🥬 Egg Roll in a Bowl (Mediterranean-Inspired, One-Pan)

📝 Description

Egg Roll in a Bowl takes everything you love about a crispy egg roll—savory meat, tender cabbage, garlic, and seasoning—and turns it into a quick, one-pan skillet meal. This Mediterranean-style version swaps heavy sauces for olive oil, garlic, ginger, herbs, and a splash of lemon, keeping it light, protein-packed, and perfect for low-carb or weeknight dinners.


🛒 Ingredients (Serves 4)

  • 2 tbsp extra-virgin olive oil

  • 500 g ground chicken, turkey, or beef

  • 1 small onion, finely chopped

  • 3 cloves garlic, minced

  • 1 tsp fresh ginger, grated (or ½ tsp ground)

  • 1 tsp paprika

  • ½ tsp ground cumin

  • Salt & black pepper, to taste

  • 1 medium carrot, grated

  • 4 cups shredded green cabbage (or coleslaw mix)

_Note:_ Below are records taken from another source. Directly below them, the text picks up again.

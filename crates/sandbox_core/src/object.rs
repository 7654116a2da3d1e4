//! Sandbox objects and their materials
//!
//! A [`SandboxObject`] is the visual half of a spawned primitive: kind,
//! transform and material. Its physics half lives in the physics world and
//! is linked through [`SandboxObject::body`].

use std::fmt;
use std::str::FromStr;

use bitflags::bitflags;
use sandbox_math::Vec3;
use sandbox_physics::{BodyKey, PhysicsMaterial, RigidBody};
use serde::{Deserialize, Serialize};

use crate::Transform;

/// Edge length of cubes and walls
pub const CUBE_SIZE: f32 = 10.0;
/// Radius of spheres
pub const SPHERE_RADIUS: f32 = 6.0;
/// Mass of dynamic objects
pub const DYNAMIC_MASS: f32 = 2.0;

bitflags! {
    /// Which parts of an object changed since the renderer last looked
    #[derive(Clone, Copy, Debug, Default, PartialEq, Eq)]
    pub struct DirtyFlags: u8 {
        const NONE = 0;
        const TRANSFORM = 1 << 0;
        const MATERIAL = 1 << 1;
        const ALL = Self::TRANSFORM.bits() | Self::MATERIAL.bits();
    }
}

/// The three spawnable primitives
#[derive(Clone, Copy, Debug, Default, PartialEq, Eq, Hash, Serialize, Deserialize)]
#[serde(rename_all = "lowercase")]
pub enum ObjectKind {
    #[default]
    Cube,
    Sphere,
    /// Same geometry as a cube but static
    Wall,
}

impl ObjectKind {
    pub const ALL: [ObjectKind; 3] = [ObjectKind::Cube, ObjectKind::Sphere, ObjectKind::Wall];

    pub fn as_str(&self) -> &'static str {
        match self {
            ObjectKind::Cube => "cube",
            ObjectKind::Sphere => "sphere",
            ObjectKind::Wall => "wall",
        }
    }

    /// Walls have zero mass and never move on their own
    pub fn is_static(&self) -> bool {
        matches!(self, ObjectKind::Wall)
    }

    pub fn mass(&self) -> f32 {
        if self.is_static() {
            0.0
        } else {
            DYNAMIC_MASS
        }
    }

    /// Unscaled half-extents of the object's bounds
    pub fn half_extents(&self) -> Vec3 {
        match self {
            ObjectKind::Cube | ObjectKind::Wall => Vec3::splat(CUBE_SIZE * 0.5),
            ObjectKind::Sphere => Vec3::splat(SPHERE_RADIUS),
        }
    }

    /// Build the physics body for this kind at `position`
    pub fn build_body(&self, position: Vec3) -> RigidBody {
        let body = match self {
            ObjectKind::Cube | ObjectKind::Wall => RigidBody::new_box(position, self.half_extents()),
            ObjectKind::Sphere => RigidBody::new_sphere(position, SPHERE_RADIUS),
        };
        body.with_mass(self.mass()).with_material(PhysicsMaterial::OBJECT)
    }
}

impl fmt::Display for ObjectKind {
    fn fmt(&self, f: &mut fmt::Formatter<'_>) -> fmt::Result {
        f.write_str(self.as_str())
    }
}

/// An sRGB color as stored in scene files and edited by the color picker
#[derive(Clone, Copy, Debug, PartialEq, Eq, Hash, Serialize, Deserialize)]
#[serde(try_from = "String", into = "String")]
pub struct Color {
    pub r: u8,
    pub g: u8,
    pub b: u8,
}

impl Color {
    pub const BLACK: Self = Self::rgb(0, 0, 0);
    pub const WHITE: Self = Self::rgb(255, 255, 255);
    /// Emissive tint of the selected object
    pub const SELECTION: Self = Self::rgb(0x44, 0x00, 0x00);
    /// Color picker default
    pub const DEFAULT_SPAWN: Self = Self::rgb(0x00, 0xaa, 0xff);

    pub const fn rgb(r: u8, g: u8, b: u8) -> Self {
        Self { r, g, b }
    }

    /// `#rrggbb`
    pub fn to_hex(&self) -> String {
        format!("#{:02x}{:02x}{:02x}", self.r, self.g, self.b)
    }

    pub fn to_array(&self) -> [u8; 3] {
        [self.r, self.g, self.b]
    }

    /// Channels in linear space (0.0-1.0) for lighting
    pub fn to_linear(&self) -> [f32; 3] {
        fn channel(c: u8) -> f32 {
            let c = c as f32 / 255.0;
            if c <= 0.04045 {
                c / 12.92
            } else {
                ((c + 0.055) / 1.055).powf(2.4)
            }
        }
        [channel(self.r), channel(self.g), channel(self.b)]
    }
}

impl From<[u8; 3]> for Color {
    fn from(c: [u8; 3]) -> Self {
        Self::rgb(c[0], c[1], c[2])
    }
}

/// A string that isn't a `#rrggbb` color
#[derive(Debug, Clone, PartialEq, Eq)]
pub struct ColorParseError(pub String);

impl fmt::Display for ColorParseError {
    fn fmt(&self, f: &mut fmt::Formatter<'_>) -> fmt::Result {
        write!(f, "invalid color '{}', expected #rrggbb", self.0)
    }
}

impl std::error::Error for ColorParseError {}

impl FromStr for Color {
    type Err = ColorParseError;

    /// Accepts `#rrggbb` or `rrggbb`, any case
    fn from_str(s: &str) -> Result<Self, Self::Err> {
        let hex = s.trim().strip_prefix('#').unwrap_or(s.trim());
        if hex.len() != 6 || !hex.is_ascii() {
            return Err(ColorParseError(s.to_string()));
        }
        let channel = |i: usize| u8::from_str_radix(&hex[i..i + 2], 16).map_err(|_| ColorParseError(s.to_string()));
        Ok(Self::rgb(channel(0)?, channel(2)?, channel(4)?))
    }
}

impl TryFrom<String> for Color {
    type Error = ColorParseError;

    fn try_from(s: String) -> Result<Self, Self::Error> {
        s.parse()
    }
}

impl From<Color> for String {
    fn from(c: Color) -> Self {
        c.to_hex()
    }
}

/// Visual properties of an object
#[derive(Clone, Copy, Debug, PartialEq)]
pub struct Material {
    pub base_color: Color,
    /// Added on top of lighting; used for the selection highlight
    pub emissive: Color,
    pub metalness: f32,
    pub roughness: f32,
}

impl Default for Material {
    fn default() -> Self {
        Self::from_color(Color::WHITE)
    }
}

impl Material {
    pub fn from_color(base_color: Color) -> Self {
        Self {
            base_color,
            emissive: Color::BLACK,
            metalness: 0.1,
            roughness: 0.8,
        }
    }
}

/// A spawned primitive
#[derive(Clone, Debug)]
pub struct SandboxObject {
    pub kind: ObjectKind,
    pub transform: Transform,
    pub material: Material,
    /// The paired body in the physics world
    pub body: BodyKey,
    dirty: DirtyFlags,
}

impl SandboxObject {
    pub fn new(kind: ObjectKind, transform: Transform, material: Material, body: BodyKey) -> Self {
        Self {
            kind,
            transform,
            material,
            body,
            dirty: DirtyFlags::ALL,
        }
    }

    pub fn set_highlighted(&mut self, highlighted: bool) {
        self.material.emissive = if highlighted { Color::SELECTION } else { Color::BLACK };
        self.mark_dirty(DirtyFlags::MATERIAL);
    }

    pub fn is_highlighted(&self) -> bool {
        self.material.emissive != Color::BLACK
    }

    /// Scaled half-extents of the object's bounds
    pub fn half_extents(&self) -> Vec3 {
        self.kind.half_extents() * self.transform.scale.abs()
    }

    #[inline]
    pub fn dirty_flags(&self) -> DirtyFlags {
        self.dirty
    }

    #[inline]
    pub fn is_dirty(&self) -> bool {
        !self.dirty.is_empty()
    }

    pub fn mark_dirty(&mut self, flags: DirtyFlags) {
        self.dirty |= flags;
    }

    pub fn clear_dirty(&mut self) {
        self.dirty = DirtyFlags::NONE;
    }
}

#[cfg(test)]
mod tests {
    use super::*;

    #[test]
    fn test_kind_serde_lowercase() {
        assert_eq!(serde_json::to_string(&ObjectKind::Wall).unwrap(), "\"wall\"");
        let kind: ObjectKind = serde_json::from_str("\"sphere\"").unwrap();
        assert_eq!(kind, ObjectKind::Sphere);
        assert!(serde_json::from_str::<ObjectKind>("\"pyramid\"").is_err());
    }

    #[test]
    fn test_kind_bodies() {
        let wall = ObjectKind::Wall.build_body(Vec3::ZERO);
        assert!(wall.is_static);
        assert_eq!(wall.mass, 0.0);

        let cube = ObjectKind::Cube.build_body(Vec3::ZERO);
        assert!(!cube.is_static);
        assert_eq!(cube.mass, 2.0);
    }

    #[test]
    fn test_color_hex_parse_and_format() {
        let c: Color = "#FF8800".parse().unwrap();
        assert_eq!(c, Color::rgb(0xff, 0x88, 0x00));
        assert_eq!(c.to_hex(), "#ff8800");
        assert_eq!("00aaff".parse::<Color>().unwrap(), Color::DEFAULT_SPAWN);
    }

    #[test]
    fn test_color_rejects_garbage() {
        assert!("#12345".parse::<Color>().is_err());
        assert!("#gg0000".parse::<Color>().is_err());
        assert!("red".parse::<Color>().is_err());
        assert!("#ééé".parse::<Color>().is_err());
    }

    #[test]
    fn test_color_serde_as_string() {
        let json = serde_json::to_string(&Color::SELECTION).unwrap();
        assert_eq!(json, "\"#440000\"");
        assert!(serde_json::from_str::<Color>("\"nope\"").is_err());
    }

    #[test]
    fn test_linear_conversion_endpoints() {
        assert_eq!(Color::BLACK.to_linear(), [0.0, 0.0, 0.0]);
        let white = Color::WHITE.to_linear();
        assert!(white.iter().all(|c| (c - 1.0).abs() < 1e-5));
    }

    #[test]
    fn test_highlight_marks_material_dirty() {
        let mut obj = SandboxObject::new(ObjectKind::Cube, Transform::identity(), Material::default(), BodyKey::default());
        obj.clear_dirty();
        obj.set_highlighted(true);
        assert!(obj.is_highlighted());
        assert!(obj.dirty_flags().contains(DirtyFlags::MATERIAL));
        obj.set_highlighted(false);
        assert_eq!(obj.material.emissive, Color::BLACK);
    }
}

  • 2 tbsp soy sauce or coconut aminos

  • 1 tsp sesame oil (optional but nice)

  • 1 tbsp fresh lemon juice

  • Optional toppings: green onions, sesame seeds, chili flakes


👩‍🍳 Instructions

  1. Brown the Meat
    Heat olive oil in a large skillet over medium heat.
    Add ground meat and cook until browned, breaking it up as it cooks.

  2. Build Flavor
    Add onion, garlic, and ginger. Cook for 2–3 minutes until fragrant.

  3. Season
    Stir in paprika, cumin, salt, and pepper.

  4. Add Veggies
    Add carrot and cabbage. Toss well and cook 5–7 minutes until cabbage is tender but not mushy.

  5. Finish
    Stir in soy sauce, sesame oil, and lemon juice. Taste and adjust seasoning.

  6. Serve
    Remove from heat and top with green onions, sesame seeds, or chili flakes.


🍽 Serving Ideas

  • Eat as-is for a low-carb meal

  • Serve over cauliflower rice or brown rice

  • Stuff into lettuce cups

  • Top with a fried egg for extra protein


❓ Q & A

Q: Is this dish really Mediterranean?
A: It’s Mediterranean-leaning—olive oil, garlic, lemon, and herbs balance the classic egg roll flavors without heavy sauces.

Q: Can I make it vegetarian?
A: Yes! Replace meat with crumbled tofu, lentils, or mushrooms.

Q: How do I keep the cabbage from getting soggy?
A: Cook uncovered over medium-high heat and don’t over-stir.

Q: Can I meal-prep this?
A: Definitely. It keeps well in the fridge for 3–4 days.

Q: Can I make it spicy?
A: Add chili flakes, sriracha, or fresh chopped chili to taste.